S.M. Bach is our loyal hand servant who has worked diligently with us in our research and cataloging, has helped with preparing photos of the art, and is a far better typist (a good hedgehog keyboard is a challenge to design). In working on the book, I would select works, dictate accounts for each, and then we would go over edits and layouts. Editing is definitely not fun, though I left most of that kind of menial labor to the handservants so we could live the true life of mind every hedgehog aspires to.

Due to persistent and pernicious pet prejudice in publishing, the human was required to be listed first – it’s shocking to see such a thing in this day and age, but the fight for progress truly never ends.

As a pet’s rights activist this was very troubling, but we are working on expanding awareness and will work to see the day a hedgehog can publish without the sad specter of speciesism.

What has been the critical reception to this revolutionary work? Do you feel this reception is appropriate? Will there be a second book?

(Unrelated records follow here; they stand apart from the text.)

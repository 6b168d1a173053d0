//! Counters and read-only lane snapshots.

use {
    serde::{Deserialize, Serialize},
    switchyard_config::AdmissionMode,
};

/// Per-lane transition counters. Only the dispatcher mutates these.
#[derive(Debug, Clone, Copy, Default, PartialEq, Eq, Serialize, Deserialize)]
#[serde(rename_all = "camelCase")]
pub struct LaneCounters {
    /// Raw items accepted by `enqueue`.
    pub received: u64,
    /// Dispatched items whose processor succeeded.
    pub processed: u64,
    /// Dispatched items whose processor failed or timed out.
    pub failed: u64,
    /// Subset of `failed` that hit the item deadline.
    pub timed_out: u64,
    /// Raw items absorbed into composed batches of more than one item.
    pub batched: u64,
    /// Raw items discarded by a clear before dispatch.
    pub dropped: u64,
}

impl LaneCounters {
    pub fn add(&mut self, other: &Self) {
        self.received += other.received;
        self.processed += other.processed;
        self.failed += other.failed;
        self.timed_out += other.timed_out;
        self.batched += other.batched;
        self.dropped += other.dropped;
    }
}

/// Point-in-time view of one lane.
#[derive(Debug, Clone, PartialEq, Eq, Serialize)]
#[serde(rename_all = "camelCase")]
pub struct LaneSnapshot {
    pub name: String,
    pub mode: AdmissionMode,
    pub concurrency_limit: usize,
    /// Items ready for dispatch, waiting for a slot.
    pub queue_length: usize,
    /// Raw items still held in collection buffers.
    pub buffered: usize,
    /// Sessions with a collection window currently open.
    pub open_windows: usize,
    pub active_count: usize,
    pub available_slots: usize,
    pub counters: LaneCounters,
}

/// Aggregate view across every lane.
#[derive(Debug, Clone, Default, PartialEq, Eq, Serialize)]
#[serde(rename_all = "camelCase")]
pub struct GlobalSnapshot {
    pub lanes: Vec<LaneSnapshot>,
    pub queue_length: usize,
    pub buffered: usize,
    pub active_count: usize,
    pub totals: LaneCounters,
}

impl GlobalSnapshot {
    /// Aggregate lane snapshots; lanes are reported sorted by name.
    #[must_use]
    pub fn from_lanes(mut lanes: Vec<LaneSnapshot>) -> Self {
        lanes.sort_by(|a, b| a.name.cmp(&b.name));
        let mut global = Self::default();
        for lane in &lanes {
            global.queue_length += lane.queue_length;
            global.buffered += lane.buffered;
            global.active_count += lane.active_count;
            global.totals.add(&lane.counters);
        }
        global.lanes = lanes;
        global
    }

    #[must_use]
    pub fn lane(&self, name: &str) -> Option<&LaneSnapshot> {
        self.lanes.iter().find(|l| l.name == name)
    }
}

#[allow(clippy::unwrap_used, clippy::expect_used)]
#[cfg(test)]
mod tests {
    use super::*;

    fn snapshot(name: &str, queue_length: usize, received: u64) -> LaneSnapshot {
        LaneSnapshot {
            name: name.into(),
            mode: AdmissionMode::Fifo,
            concurrency_limit: 2,
            queue_length,
            buffered: 1,
            open_windows: 1,
            active_count: 1,
            available_slots: 1,
            counters: LaneCounters {
                received,
                dropped: 1,
                ..Default::default()
            },
        }
    }

    #[test]
    fn global_sums_lanes() {
        let global = GlobalSnapshot::from_lanes(vec![snapshot("tools", 3, 10), snapshot("chat", 2, 5)]);
        assert_eq!(global.lanes[0].name, "chat");
        assert_eq!(global.queue_length, 5);
        assert_eq!(global.buffered, 2);
        assert_eq!(global.active_count, 2);
        assert_eq!(global.totals.received, 15);
        assert_eq!(global.totals.dropped, 2);
        assert!(global.lane("tools").is_some());
        assert!(global.lane("missing").is_none());
    }

    #[test]
    fn snapshot_serializes_camel_case() {
        let value = serde_json::to_value(snapshot("chat", 0, 1)).unwrap();
        assert_eq!(value["availableSlots"], 1);
        assert_eq!(value["openWindows"], 1);
        assert_eq!(value["counters"]["timedOut"], 0);
        assert_eq!(value["mode"], "fifo");
    }
}
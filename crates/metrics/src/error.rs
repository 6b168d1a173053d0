#[derive(Debug, thiserror::Error)]
pub enum Error {
    #[cfg(feature = "prometheus")]
    #[error(transparent)]
    Prometheus(#[from] metrics_exporter_prometheus::BuildError),

    #[error("{message}")]
    Message { message: String },
}

pub type Result<T> = std::result::Result<T, Error>;
//! Processor seam between the dispatcher and business logic.
//!
//! A processor is either supplied inline (per enqueue or per dispatcher) or,
//! when none is configured, the dispatcher hands each item to an external
//! consumer loop as a [`ProcessRequest`] carrying a one-shot [`Completion`].

use std::{future::Future, sync::Arc};

use {
    anyhow::anyhow,
    async_trait::async_trait,
    serde_json::Value,
    tokio::sync::{mpsc, oneshot},
    tokio_util::sync::CancellationToken,
    tracing::warn,
};

use crate::types::WorkItem;

/// Performs the actual work for one dispatched item.
///
/// The token is cancelled when the item's deadline passes. Honoring it is
/// optional: the slot is released either way.
#[async_trait]
pub trait Processor: Send + Sync {
    async fn process(&self, item: WorkItem, cancel: CancellationToken) -> anyhow::Result<Value>;
}

struct FnProcessor<F>(F);

#[async_trait]
impl<F, Fut> Processor for FnProcessor<F>
where
    F: Fn(WorkItem, CancellationToken) -> Fut + Send + Sync + 'static,
    Fut: Future<Output = anyhow::Result<Value>> + Send + 'static,
{
    async fn process(&self, item: WorkItem, cancel: CancellationToken) -> anyhow::Result<Value> {
        (self.0)(item, cancel).await
    }
}

/// Wrap an async closure as a [`Processor`].
pub fn processor_fn<F, Fut>(f: F) -> Arc<dyn Processor>
where
    F: Fn(WorkItem, CancellationToken) -> Fut + Send + Sync + 'static,
    Fut: Future<Output = anyhow::Result<Value>> + Send + 'static,
{
    Arc::new(FnProcessor(f))
}

/// One-shot resolver for a handed-off item. Consuming `self` makes a second
/// resolution impossible; dropping it unresolved fails the item.
#[derive(Debug)]
pub struct Completion {
    tx: oneshot::Sender<Result<Value, String>>,
}

impl Completion {
    /// Resolve the item. Returns `false` if the dispatcher stopped waiting
    /// (for example because the item already timed out).
    pub fn complete(self, result: anyhow::Result<Value>) -> bool {
        self.tx.send(result.map_err(|e| format!("{e:#}"))).is_ok()
    }
}

/// An item handed to an external consumer loop.
#[derive(Debug)]
pub struct ProcessRequest {
    pub item: WorkItem,
    pub cancel: CancellationToken,
    pub completion: Completion,
}

impl ProcessRequest {
    /// Resolve this request with the processing result.
    pub fn complete(self, result: anyhow::Result<Value>) -> bool {
        self.completion.complete(result)
    }
}

/// Processor that forwards items over a channel to whoever holds the receiver.
pub(crate) struct HandoffProcessor {
    tx: mpsc::UnboundedSender<ProcessRequest>,
}

impl HandoffProcessor {
    pub(crate) fn channel() -> (Self, mpsc::UnboundedReceiver<ProcessRequest>) {
        let (tx, rx) = mpsc::unbounded_channel();
        (Self { tx }, rx)
    }
}

#[async_trait]
impl Processor for HandoffProcessor {
    async fn process(&self, item: WorkItem, cancel: CancellationToken) -> anyhow::Result<Value> {
        let (tx, rx) = oneshot::channel();
        let item_id = item.id.clone();
        let request = ProcessRequest {
            item,
            cancel,
            completion: Completion { tx },
        };
        if self.tx.send(request).is_err() {
            warn!(item_id = %item_id, "no process consumer attached");
            return Err(anyhow!("no process consumer attached"));
        }
        match rx.await {
            Ok(result) => result.map_err(|message| anyhow!(message)),
            Err(_) => Err(anyhow!("consumer dropped the completion without resolving it")),
        }
    }
}

#[allow(clippy::unwrap_used, clippy::expect_used)]
#[cfg(test)]
mod tests {
    use {super::*, serde_json::json};

    #[tokio::test]
    async fn closure_processor_runs() {
        let processor = processor_fn(|item, _cancel| async move { Ok(json!({"seen": item.payload})) });
        let item = WorkItem::new(json!("hi"), "chat", "s", 0);
        let out = processor
            .process(item, CancellationToken::new())
            .await
            .unwrap();
        assert_eq!(out, json!({"seen": "hi"}));
    }

    #[tokio::test]
    async fn handoff_round_trip() {
        let (processor, mut rx) = HandoffProcessor::channel();
        tokio::spawn(async move {
            while let Some(req) = rx.recv().await {
                let payload = req.item.payload.clone();
                assert!(req.complete(Ok(payload)));
            }
        });

        let item = WorkItem::new(json!(7), "tools", "s", 0);
        let out = processor
            .process(item, CancellationToken::new())
            .await
            .unwrap();
        assert_eq!(out, json!(7));
    }

    #[tokio::test]
    async fn handoff_error_is_propagated() {
        let (processor, mut rx) = HandoffProcessor::channel();
        tokio::spawn(async move {
            if let Some(req) = rx.recv().await {
                req.complete(Err(anyhow!("booking API returned 503")));
            }
        });

        let item = WorkItem::new(json!(null), "tools", "s", 0);
        let err = processor
            .process(item, CancellationToken::new())
            .await
            .unwrap_err();
        assert!(err.to_string().contains("503"));
    }

    #[tokio::test]
    async fn dropped_completion_fails() {
        let (processor, mut rx) = HandoffProcessor::channel();
        tokio::spawn(async move {
            // Receive and discard without resolving.
            let _ = rx.recv().await;
        });

        let item = WorkItem::new(json!(null), "tools", "s", 0);
        let err = processor
            .process(item, CancellationToken::new())
            .await
            .unwrap_err();
        assert!(err.to_string().contains("without resolving"));
    }

    #[tokio::test]
    async fn no_consumer_fails_fast() {
        let (processor, rx) = HandoffProcessor::channel();
        drop(rx);
        let item = WorkItem::new(json!(null), "tools", "s", 0);
        assert!(
            processor
                .process(item, CancellationToken::new())
                .await
                .is_err()
        );
    }
}
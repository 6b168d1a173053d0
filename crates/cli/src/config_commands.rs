use std::path::PathBuf;

use anyhow::Result;

use {
    switchyard_config::{Severity, SwitchyardConfig, validate},
    switchyard_lanes::LaneConfig,
};

/// ANSI color codes.
const RED: &str = "\x1b[31m";
const YELLOW: &str = "\x1b[33m";
const CYAN: &str = "\x1b[36m";
const BOLD: &str = "\x1b[1m";
const RESET: &str = "\x1b[0m";

pub fn lanes(config: &SwitchyardConfig, json: bool) -> Result<()> {
    if json {
        println!("{}", serde_json::to_string_pretty(&config.lanes)?);
        return Ok(());
    }

    if config.lanes.is_empty() {
        println!("No lanes configured.");
        return Ok(());
    }

    println!(
        "{BOLD}{:<16} {:<10} {:>11} {:>10} {:>9}{RESET}",
        "LANE", "MODE", "CONCURRENCY", "WINDOW", "MAX BATCH"
    );
    for (name, settings) in &config.lanes {
        let lane = LaneConfig::from(settings);
        let window = if lane.admission_mode.is_windowed() {
            format!("{}ms", lane.collect_window.as_millis())
        } else {
            "-".to_string()
        };
        println!(
            "{:<16} {:<10} {:>11} {:>10} {:>9}",
            name,
            lane.admission_mode.to_string(),
            lane.concurrency_limit,
            window,
            lane.max_batch_size
        );
    }
    Ok(())
}

pub fn check(config: &SwitchyardConfig, path: Option<PathBuf>, verbose: bool) -> Result<()> {
    let mut result = validate(config);
    result.config_path = path;

    if let Some(ref path) = result.config_path {
        eprintln!("Checking {}\n", path.display());
    } else {
        eprintln!("No config file found; checking defaults.\n");
    }

    let mut shown = 0;
    for d in &result.diagnostics {
        if d.severity == Severity::Info && !verbose {
            continue;
        }

        let (color, label) = match d.severity {
            Severity::Error => (RED, "error"),
            Severity::Warning => (YELLOW, "warning"),
            Severity::Info => (CYAN, "info"),
        };

        let location = if d.path.is_empty() {
            String::new()
        } else {
            format!(" {}:", d.path)
        };
        eprintln!("  {BOLD}{color}{label}{RESET} [{}]{location} {}", d.category, d.message);
        shown += 1;
    }

    let errors = result.count(Severity::Error);
    let warnings = result.count(Severity::Warning);

    if shown > 0 {
        eprintln!();
    }

    if errors == 0 && warnings == 0 {
        eprintln!("No issues found.");
    } else {
        eprintln!("{errors} error(s), {warnings} warning(s)");
    }

    if errors > 0 {
        std::process::exit(1);
    }

    Ok(())
}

We’re very happy to say the reception has been universally positive. We’ve gotten reviews from several readers (art enthusiasts) who said they felt the book was written specifically for them, and the reviews on Amazon are all very positive, and what reviews we’ve received from websites have been very positive (for instance BoingBoing reviewed our book). Needless to say more reviews to help popularize this important topic would be both delightful and a great contribution to aiding the advance of knowledge.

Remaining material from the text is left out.